(Saved entries)

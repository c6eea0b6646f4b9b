mod cli;
mod config;

use std::process::ExitCode;

fn main() -> ExitCode {
    match cli::cli() {
        cli::CliRes::Ok => ExitCode::from(0),
        cli::CliRes::Err => ExitCode::from(1),
    }
}
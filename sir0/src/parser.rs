use nom::{
    combinator::map,
    number::complete::{be_u32, le_u32},
    IResult as _IResult, Parser,
};

use crate::{
    constants::{SIR0_HEADER_LENGTH, SIR0_MAGIC},
    error::Sir0Error,
    types::{Sir0, Sir0Header},
};

pub type IResult<'a, T> = _IResult<&'a [u8], T>;

pub fn parse_header(i: &[u8]) -> IResult<'_, Sir0Header> {
    map(
        (be_u32, le_u32, le_u32, le_u32),
        |(magic, subheader_ptr, pointer_list_ptr, padding)| Sir0Header {
            magic,
            subheader_ptr,
            pointer_list_ptr,
            padding,
        },
    )
    .parse(i)
}

impl Sir0Header {
    /// Reads and validates the header of a file of `bytes.len()` bytes.
    pub fn read(bytes: &[u8]) -> Result<Self, Sir0Error> {
        let length = bytes.len();

        let (_, header) = parse_header(bytes).map_err(|_| Sir0Error::TooShort { length })?;

        header.validate(length)?;

        Ok(header)
    }

    pub fn validate(&self, length: usize) -> Result<(), Sir0Error> {
        if self.magic != SIR0_MAGIC {
            return Err(Sir0Error::UnknownMagic { magic: self.magic });
        }

        let in_bounds =
            |pointer: u32| pointer as usize > SIR0_HEADER_LENGTH && (pointer as usize) < length;

        if !in_bounds(self.subheader_ptr) {
            return Err(Sir0Error::InvalidSubHeaderPointer {
                pointer: self.subheader_ptr,
                length,
            });
        }

        if !in_bounds(self.pointer_list_ptr) {
            return Err(Sir0Error::InvalidPointerListPointer {
                pointer: self.pointer_list_ptr,
                length,
            });
        }

        Ok(())
    }
}

/// Decodes a pointer offset list into absolute offsets.
///
/// Stops at the first zero byte that does not follow a continuation byte.
pub fn decode_pointer_offsets(i: &[u8]) -> Result<Vec<u32>, Sir0Error> {
    let mut offsets = vec![];
    let mut offset_sum: u64 = 0;
    let mut buffer: u64 = 0;
    let mut continued = false;

    for &byte in i {
        if byte == 0 && !continued {
            return Ok(offsets);
        }

        buffer |= (byte & 0x7F) as u64;

        if byte & 0x80 != 0 {
            continued = true;
            buffer <<= 7;

            if buffer > u32::MAX as u64 {
                return Err(Sir0Error::DeltaTooLarge {
                    delta: u32::MAX,
                });
            }
        } else {
            continued = false;
            offset_sum += buffer;
            buffer = 0;

            let offset = u32::try_from(offset_sum).map_err(|_| Sir0Error::DeltaTooLarge {
                delta: u32::MAX,
            })?;

            offsets.push(offset);
        }
    }

    Err(Sir0Error::UnterminatedPointerList)
}

impl<'a> Sir0<'a> {
    pub fn open_from_bytes(bytes: &'a [u8]) -> Result<Self, Sir0Error> {
        let header = Sir0Header::read(bytes)?;
        let list_start = header.pointer_list_ptr as usize;

        let pointer_offsets = decode_pointer_offsets(&bytes[list_start..])?;

        Ok(Self {
            header,
            content: &bytes[..list_start],
            pointer_offsets,
        })
    }
}
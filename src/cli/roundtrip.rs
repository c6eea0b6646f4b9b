use std::path::{Path, PathBuf};

use clap::{Parser, Subcommand};
use eyre::eyre;
use sha2::{Digest, Sha256};
use wan::{error::AmbiguityWarning, Sprite};

use super::*;

#[derive(Debug, Parser)]
#[command(version, about, long_about = None)]
struct RoundtripCli {
    // This is just dummy command because we are already in the command
    #[command(subcommand)]
    command: Commands,
}

#[derive(Debug, Subcommand)]
enum Commands {
    /// Decodes and re-encodes a sprite, then compares checksums
    Roundtrip {
        /// Path to .wan file
        path: PathBuf,
        /// Writes the re-encoded sprite here
        #[arg(short, long)]
        output: Option<PathBuf>,
        #[command(flatten)]
        common: CommonArgs,
    },
}

fn first_difference(a: &[u8], b: &[u8]) -> usize {
    a.iter()
        .zip(b)
        .position(|(a, b)| a != b)
        .unwrap_or(a.len().min(b.len()))
}

fn roundtrip(path: &Path, output: Option<&Path>, config: &Config) -> eyre::Result<()> {
    let bytes = std::fs::read(path)?;
    let decoded = Sprite::decode(&bytes, &config.decode_options())?;

    if config.fail_on_fallback {
        if let Some(warning) = decoded
            .warnings
            .iter()
            .find(|warning| matches!(warning, AmbiguityWarning::TileArrangementFallback { .. }))
        {
            return Err(eyre!("{warning}"));
        }
    }

    let encoded = decoded.sprite.write_to_bytes()?;

    if let Some(output) = output {
        decoded.sprite.write_to_file(output)?;
        println!("wrote {}", display(output));
    }

    let before = Sha256::digest(&bytes);
    let after = Sha256::digest(&encoded);

    if before != after {
        return Err(eyre!(
            "re-encoded file differs from {} at {:#x} ({} bytes, now {} bytes)",
            display(path),
            first_difference(&bytes, &encoded),
            bytes.len(),
            encoded.len()
        ));
    }

    println!("{} round trips, sha256 {:x}", display(path), after);

    Ok(())
}

pub struct Roundtrip;
impl Cli for Roundtrip {
    fn name(&self) -> &'static str {
        "roundtrip"
    }

    fn cli(&self) -> CliRes {
        let cli = RoundtripCli::parse();

        let Commands::Roundtrip {
            path,
            output,
            common,
        } = cli.command;

        finish(setup(&common).and_then(|config| roundtrip(&path, output.as_deref(), &config)))
    }
}
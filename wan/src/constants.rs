pub const FRAME_DESCRIPTOR_LENGTH: usize = 10;
pub const ANIM_FRAME_LENGTH: usize = 12;
pub const PIXEL_SOURCE_ENTRY_LENGTH: usize = 12;
pub const ANIM_GROUP_ENTRY_LENGTH: usize = 8;
pub const PARTICLE_OFFSET_LENGTH: usize = 4;
pub const POINTER_LENGTH: usize = 4;

/// Chunk index of a frame descriptor drawn from tile memory.
pub const ASSEMBLED_CHUNK_INDEX: i16 = -1;

pub const TILE_SIZE: usize = 8;
pub const TILE_AREA: usize = TILE_SIZE * TILE_SIZE;

/// Alpha byte written after every palette color.
pub const PALETTE_ALPHA: u8 = 0x80;
pub const MAX_PALETTE_COLORS: usize = 256;
pub const PALETTE_SLOT_COLOR_COUNT: usize = 16;
/// First palette slot owned by the sprite itself, lower slots belong to a base file.
pub const PALETTE_SLOT_4BPP_BASE: usize = 4;
pub const PALETTE_SLOT_8BPP_BASE: usize = 13;
pub const PALETTE_SLOT_COUNT: usize = 16;
/// `palette_offset` of a frame descriptor is `PALETTE_OFFSET_BASE + 16 * slot`.
pub const PALETTE_OFFSET_BASE: u8 = 12;

/// Pixels per memory block addressed by `memory_offset`.
pub const MEMORY_BLOCK_PIXELS_4BPP: usize = 256;
pub const MEMORY_BLOCK_PIXELS_8BPP: usize = 128;

/// Alignment after the animation sequences.
pub const ANIMATION_ALIGNMENT: usize = 4;

// frame descriptor Y field
pub const Y_RESOLUTION_MASK: u16 = 0xC000;
pub const Y_DEPTH_FLAG_BIT: u16 = 13;
pub const Y_MOSAIC_BIT: u16 = 12;
pub const Y_RESERVED_11_BIT: u16 = 11;
pub const Y_RESERVED_10_BIT: u16 = 10;
pub const Y_OFFSET_MASK: u16 = 0x03FF;

// frame descriptor X field
pub const X_RESOLUTION_MASK: u16 = 0xC000;
pub const X_V_FLIP_BIT: u16 = 13;
pub const X_H_FLIP_BIT: u16 = 12;
pub const X_LAST_IN_GROUP_BIT: u16 = 11;
pub const X_ABSOLUTE_PALETTE_BIT: u16 = 10;
pub const X_RESERVED_9_BIT: u16 = 9;
pub const X_OFFSET_MASK: u16 = 0x01FF;
use std::collections::{hash_map::Entry, BTreeMap, HashMap, HashSet};

use rayon::prelude::*;
use sir0::{decode_pointer_offsets, Sir0Header};

use crate::{
    constants::{
        ANIM_FRAME_LENGTH, ANIM_GROUP_ENTRY_LENGTH, FRAME_DESCRIPTOR_LENGTH,
        PARTICLE_OFFSET_LENGTH, PIXEL_SOURCE_ENTRY_LENGTH, POINTER_LENGTH, TILE_AREA,
    },
    error::{AmbiguityWarning, WanError},
    pixel::decode_chunk,
    records::{
        parse_anim_frame, parse_anim_group_entry, parse_anim_info, parse_frame_descriptor,
        parse_image_info, parse_palette_info, parse_particle_offset, parse_pixel_source_entry,
        parse_pointer, parse_sub_header, AnimInfo, IResult, ImageInfo, PaletteInfo, SubHeader,
    },
    resolution::FALLBACK_DIMENSIONS,
    types::{
        AnimGroup, AnimSequence, AssemblyMode, BitDepth, FrameDescriptor, FrameGroup, Palette,
        ParticleOffset, PixelChunk, Sprite, SpriteInfo,
    },
    validate::ValidationReport,
};

#[derive(Debug, Clone, Copy, Default)]
pub struct DecodeOptions {
    /// Fail with [`WanError::Inconsistent`] instead of returning a sprite with issues.
    pub strict: bool,
}

#[derive(Debug, Clone)]
pub struct Decoded {
    pub sprite: Sprite,
    pub warnings: Vec<AmbiguityWarning>,
    pub report: ValidationReport,
}

fn read_at<'a, T>(
    bytes: &'a [u8],
    offset: usize,
    structure: &'static str,
    parser: impl Fn(&'a [u8]) -> IResult<'a, T>,
) -> Result<T, WanError> {
    let truncated = || WanError::Truncated {
        structure,
        offset,
        length: bytes.len(),
    };

    let input = bytes.get(offset..).ok_or_else(truncated)?;

    parser(input).map(|(_, res)| res).map_err(|_| truncated())
}

fn table_length(
    table: &'static str,
    start: usize,
    end: usize,
    entry_length: usize,
) -> Result<usize, WanError> {
    end.checked_sub(start)
        .map(|length| length / entry_length)
        .ok_or(WanError::BadTable {
            table,
            offset: start,
            end,
        })
}

fn descriptor_dimensions(descriptor: &FrameDescriptor) -> (usize, usize) {
    descriptor.resolution.dimensions().unwrap_or(FALLBACK_DIMENSIONS)
}

/// Pixel size of each chunk as the frame descriptors see it.
///
/// In tiles mode chunks are matched to descriptors by the rank of their memory offset.
pub fn chunk_dimensions(
    descriptors: &[FrameDescriptor],
    assembly_mode: AssemblyMode,
) -> HashMap<usize, (usize, usize)> {
    match assembly_mode {
        AssemblyMode::Tiles => {
            let mut by_offset = BTreeMap::new();

            descriptors
                .iter()
                .filter(|descriptor| descriptor.is_assembled())
                .for_each(|descriptor| {
                    by_offset
                        .entry(descriptor.memory_offset)
                        .or_insert_with(|| descriptor_dimensions(descriptor));
                });

            by_offset.into_values().enumerate().collect()
        }
        AssemblyMode::Chunks => {
            let mut res = HashMap::new();

            descriptors.iter().for_each(|descriptor| {
                if let Some(chunk) = descriptor.chunk() {
                    res.entry(chunk)
                        .or_insert_with(|| descriptor_dimensions(descriptor));
                }
            });

            res
        }
    }
}

struct DecodedChunk {
    chunk: PixelChunk,
    z_index: u32,
    warning: Option<AmbiguityWarning>,
}

struct WanReader<'a> {
    bytes: &'a [u8],
    sub_header: SubHeader,
    anim_info: Option<AnimInfo>,
    image_info: Option<ImageInfo>,
    palette_info: Option<PaletteInfo>,
    warnings: Vec<AmbiguityWarning>,
}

● About this task: Extract the lines above from the one containing "HashMap<usize, (usize, usize)>" to the last line, both included, exactly as written.

● Answer section:
) -> HashMap<usize, (usize, usize)> {
    match assembly_mode {
        AssemblyMode::Tiles => {
            let mut by_offset = BTreeMap::new();

            descriptors
                .iter()
                .filter(|descriptor| descriptor.is_assembled())
                .for_each(|descriptor| {
                    by_offset
                        .entry(descriptor.memory_offset)
                        .or_insert_with(|| descriptor_dimensions(descriptor));
                });

            by_offset.into_values().enumerate().collect()
        }
        AssemblyMode::Chunks => {
            let mut res = HashMap::new();

            descriptors.iter().for_each(|descriptor| {
                if let Some(chunk) = descriptor.chunk() {
                    res.entry(chunk)
                        .or_insert_with(|| descriptor_dimensions(descriptor));
                }
            });

            res
        }
    }
}

struct DecodedChunk {
    chunk: PixelChunk,
    z_index: u32,
    warning: Option<AmbiguityWarning>,
}

struct WanReader<'a> {
    bytes: &'a [u8],
    sub_header: SubHeader,
    anim_info: Option<AnimInfo>,
    image_info: Option<ImageInfo>,
    palette_info: Option<PaletteInfo>,
    warnings: Vec<AmbiguityWarning>,
}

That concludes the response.